Rhino poaching worldwide is on the rise, according to a new report by TRAFFIC and the International Union for the Conservation of Nature (IUCN).
The trade is being driven by Asian demand for horns and is made worse by increasingly sophisticated poachers, who now are using veterinary drugs, poison, cross bows and high caliber weapons to kill rhinos, the report states.
Since 2006 the majority (95 percent) of the poaching in Africa has occurred in Zimbabwe and South Africa, according to new data.
“These two nations collectively form the epicentre of an unrelenting poaching crisis in southern Africa,” said Tom Milliken of TRAFFIC.
The report, which was submitted to the Convention on International Trade in Endangered Species of Wild Fauna and Flora (CITES) ahead of its 15th meeting of the Conference of the Parties (CoP15) in March, documents a decline in law enforcement effectiveness and an increase in poaching intensity in Africa. The situation is most serious in Zimbabwe where rhino numbers are now declining and the conviction rate for rhino crimes in Zimbabwe is only three percent. Despite the introduction of a number of new measures, poaching and illicit horn trade in South Africa has also increased.
“Concerted action at the highest level is needed to stop this global crisis of rampant rhino poaching,” said Amanda Nickson, Director of the Species Programme at WWF International. “We call on the countries of concern to come to COP 15 in March with specific actions they have undertaken to show their commitment to stopping this poaching and protecting rhinos in the wild.”
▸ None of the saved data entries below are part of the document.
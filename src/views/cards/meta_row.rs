use eframe::egui::{self, Color32, RichText};

use crate::api::PromptRecord;
use crate::localization::{translate, translate_count, translate_with};
use crate::ui_constants::card::META_ROUNDING;

/// "768×1024 • Seed: 42 • Model: sdxl.safetensors • 2 LoRA(s)"; empty when nothing is known.
pub fn quick_info(record: &PromptRecord) -> String {
    let mut info = Vec::new();
    if let Some((w, h)) = record.size() {
        info.push(format!("{w}×{h}"));
    }
    if let Some(seed) = record.seed {
        info.push(translate_with("card-seed", &[("seed", seed.to_string())]));
    }
    if let Some(model) = record.checkpoint_name() {
        info.push(translate_with("card-model", &[("model", model.to_string())]));
    }
    if !record.loras.is_empty() {
        info.push(translate_count("card-loras", record.loras.len() as u64));
    }
    info.join(" • ")
}

/// Label/value pairs of the expanded metadata box.
pub fn metadata_lines(record: &PromptRecord) -> Vec<(String, String)> {
    let mut lines = Vec::new();
    if let Some(checkpoint) = record.checkpoint.as_deref().filter(|c| !c.is_empty()) {
        lines.push((translate("meta-checkpoint"), checkpoint.to_string()));
    }
    if !record.loras.is_empty() {
        let loras = record
            .loras
            .iter()
            .map(|l| format!("{} ({:.2})", l.name, l.strength))
            .collect::<Vec<_>>()
            .join(", ");
        lines.push((translate("meta-loras"), loras));
    }
    if let Some((w, h)) = record.size() {
        lines.push((translate("meta-size"), format!("{w} × {h}")));
    }
    if let Some(seed) = record.seed {
        lines.push((translate("meta-seed"), seed.to_string()));
    }
    lines
}

/// Single-line summary under the preview.
pub fn draw_quick_info(ui: &mut egui::Ui, record: &PromptRecord) {
    let text = quick_info(record);
    if text.is_empty() {
        return;
    }
    ui.label(
        RichText::new(text)
            .small()
            .color(Color32::from_rgb(170, 170, 170)),
    );
}

pub fn draw_metadata_box(ui: &mut egui::Ui, record: &PromptRecord) {
    egui::Frame::none()
        .fill(Color32::from_rgba_premultiplied(28, 28, 28, 180))
        .rounding(egui::Rounding::same(META_ROUNDING))
        .inner_margin(egui::Margin::symmetric(8.0, 6.0))
        .show(ui, |ui| {
            let lines = metadata_lines(record);
            if lines.is_empty() {
                ui.label(RichText::new(translate("meta-none")).color(Color32::from_gray(0x66)));
                return;
            }
            for (label, value) in lines {
                ui.horizontal_wrapped(|ui| {
                    ui.label(RichText::new(label).color(Color32::from_rgb(0xff, 0xaa, 0x77)));
                    ui.label(value);
                });
            }
        });
}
The report also raises concerns regarding the low and declining numbers as well as the uncertain status of some of the Sumatran and Javan rhino populations in Malaysia, Indonesia and Vietnam.
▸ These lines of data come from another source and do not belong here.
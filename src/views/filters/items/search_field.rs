use eframe::egui::{Key, TextEdit, Ui};

use crate::localization::translate;

pub enum SearchEvent {
    Submit,
    Clear,
}

/// Search input with Search/Clear buttons underneath. Enter submits.
pub fn search_field(ui: &mut Ui, text: &mut String) -> Option<SearchEvent> {
    let resp = ui.add_sized(
        [ui.available_width(), 0.0],
        TextEdit::singleline(text).hint_text(translate("filters-search-placeholder")),
    );
    let mut event = None;
    if resp.lost_focus() && ui.input(|i| i.key_pressed(Key::Enter)) {
        event = Some(SearchEvent::Submit);
    }
    ui.horizontal(|ui| {
        if ui.button(translate("filters-search")).clicked() {
            event = Some(SearchEvent::Submit);
        }
        if ui.button(translate("filters-clear")).clicked() {
            text.clear();
            event = Some(SearchEvent::Clear);
        }
    });
    event
}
“Sumatran and Javan rhino range countries need to increase efforts to better assess the current status of many of their rhino populations – to enhance field law enforcement efforts – prevent further encroachment and land transformation in rhino areas – and improve biological management of remaining rhinos to ensure the few remaining Sumatran and Javan Rhino numbers increase,” said Dr. Bibhab Kumar Talukdar, Chair of the IUCN/SSC Asian Rhino Specialist Group
Most rhino horns leaving southern Africa are destined for medicinal markets in southeast and east Asia, especially Vietnam, and also China. The report highlights Vietnam as a country of particular concern – noting that Vietnamese nationals operating in South Africa have recently been identified in rhino crime investigations. In addition, concern has been expressed about the status of Vietnam’s single Javan rhino population.
However, the report does note that in some areas populations of rhinos are increasing.
“Where there is political will, dedicated conservation programs and good law enforcement, rhino numbers have increased in both Africa and Asia,” said Dr Richard Emslie, Scientific Officer of IUCN’s African Rhino Specialist Group.
IUCN’s Rhino Specialist Groups and TRAFFIC were mandated to produce the report by CITES. The data collection and report writing for the report was partially funded by WWF and partners.